The essential oil of lavender plant had potent anti-inflammatory activity against carrageenan in mouse (10). Previous studies showed that lavender oil (100 mg/Kg/day for 5 days) significantly reduced thrombotic events without inducing prohemorrhagic complications at variance with acetylsalicylic acid used as reference drug in mice (26).

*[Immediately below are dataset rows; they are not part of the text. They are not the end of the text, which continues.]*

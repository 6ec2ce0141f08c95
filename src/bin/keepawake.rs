// keepawake CLI - plays a periodic tone so the attached soundbar stays on
// Runs until interrupted with Ctrl+C

use anyhow::{Context, Result};
use keepawake::cli::{self, Invocation};
use keepawake::constants::APP_NAME;
use keepawake::{Config, RodioOutput, Scheduler, Tone};
use log::{error, info, warn};
use std::sync::mpsc;

fn init_logging(verbose: bool) {
    let level = if verbose {
        log::LevelFilter::Info
    } else {
        log::LevelFilter::Warn
    };
    env_logger::Builder::from_default_env()
        .filter_level(level)
        .init();
}

fn main() -> Result<()> {
    let invocation = cli::parse_args(std::env::args().skip(1));
    init_logging(matches!(&invocation, Ok(inv) if inv.verbose()));

    let args = match invocation {
        Ok(Invocation::Run(args)) => args,
        Ok(Invocation::Help) => {
            println!("{}", cli::help_text());
            return Ok(());
        }
        Ok(Invocation::UnknownArgument(arg)) => {
            warn!("Unknown argument '{}'.", arg);
            println!("{}", cli::help_text());
            return Ok(());
        }
        Err(e) => {
            error!("{}", e);
            std::process::exit(1);
        }
    };

    let config = Config::from_args(&args);

    // Build the tone before touching the audio device so a bad tone fails fast
    let tone = match Tone::synthesize(config.tone) {
        Ok(tone) => tone,
        Err(e) => {
            error!("{}", e);
            std::process::exit(1);
        }
    };

    info!("{} v{}", APP_NAME, env!("CARGO_PKG_VERSION"));
    config.log_overrides();

    // Must be in place before the scheduler thread exists.
    let (shutdown_tx, shutdown_rx) = mpsc::channel::<()>();
    ctrlc::set_handler(move || {
        let _ = shutdown_tx.send(());
    })
    .context("Failed to install Ctrl+C handler")?;

    let handle = match Scheduler::from_config(&config, tone).start(RodioOutput::open_default) {
        Ok(handle) => handle,
        Err(e) => {
            error!("Error initializing audio output: {}", e);
            std::process::exit(1);
        }
    };

    info!("Press Ctrl+C to stop.");

    // Blocks until Ctrl+C; a closed channel means the handler is gone, which
    // is treated the same way.
    let _ = shutdown_rx.recv();

    info!("Stopping...");
    let stats = handle.stop();
    info!(
        "Stopped. ({} played, {} skipped, {} failed)",
        stats.played, stats.skipped, stats.failed
    );

    Ok(())
}
// Library interface for keepawake
// The binary and the integration tests both go through these modules

pub mod audio;
pub mod cli;
pub mod config;
pub mod constants;
pub mod schedule;

pub use audio::rodio_output::RodioOutput;
pub use audio::tone::{Tone, ToneKind};
pub use audio::{AudioError, ToneOutput};
pub use config::{Config, ConfigError};
pub use schedule::window::{TimeOfDay, TimeWindow};
pub use schedule::{Scheduler, SchedulerError, SchedulerHandle, TickOutcome, TickStats};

In our study lavender extract decreased the serum cholesterol, triglycereide, LDL and VLDL levels in experimental groups. This is also an effective way to increase the ability to slow down the lipid peroxidation process and to enhance antioxidant enzymes activity (12). Flavonoids, which are mostly hydrophilic and do not bind LDL molecule, either scavenge free radicals or act as chelating agents, or protect Vitamin E, β-carotene and lycopene in the LDL particle or preserve serum paraoxonase activity, that itself promotes hydrolysis of lipid peroxides. Several in-vitro studies strongly suggest that phenolics protect LDL from oxidation. Flavonoids, significantly increased LDL lag time and significantly decreased the LDL oxidation rate in healthy adults (27). Evidence linking dietary antioxidants to atherosclerosis in humans is still circumstantial and although in some studies the association of antioxidant intake and low risk for atherosclerosis is perceptible, in others this association cannot be established.

In the present study, the higher dose of the Lavender extract had lower effect. The exact mechanism is not clear. However, although initial studies suggested that antioxidant supplements might promote health, however, large clinical trials with a limited number of antioxidants detected that excess supplementation with certain putative antioxidants may be harmful (28). Antioxidants in fruits and vegetable, work as a continuous chain to combat the damaging effects of oxidative stress. However, if an antioxidant is not restored by the following antioxidant in the chain, it may become a prooxidant. In this situation, the final effect of such supplementations would be no effect or a damaging effect. Furthermore, sometimes high levels of antioxidants change to prooxidants and act opposite of antioxidants (29,30), which might explain the low effect of higher dose of Lavender in this study.

It should be noted that in the present study, the effect of lavender extract on serum lipids levels in rats with hyperlipidemia was not measured and could be the next target. Also further phytochemical and biological tests are suggested to determine the active chemical constituent responsible for these activities.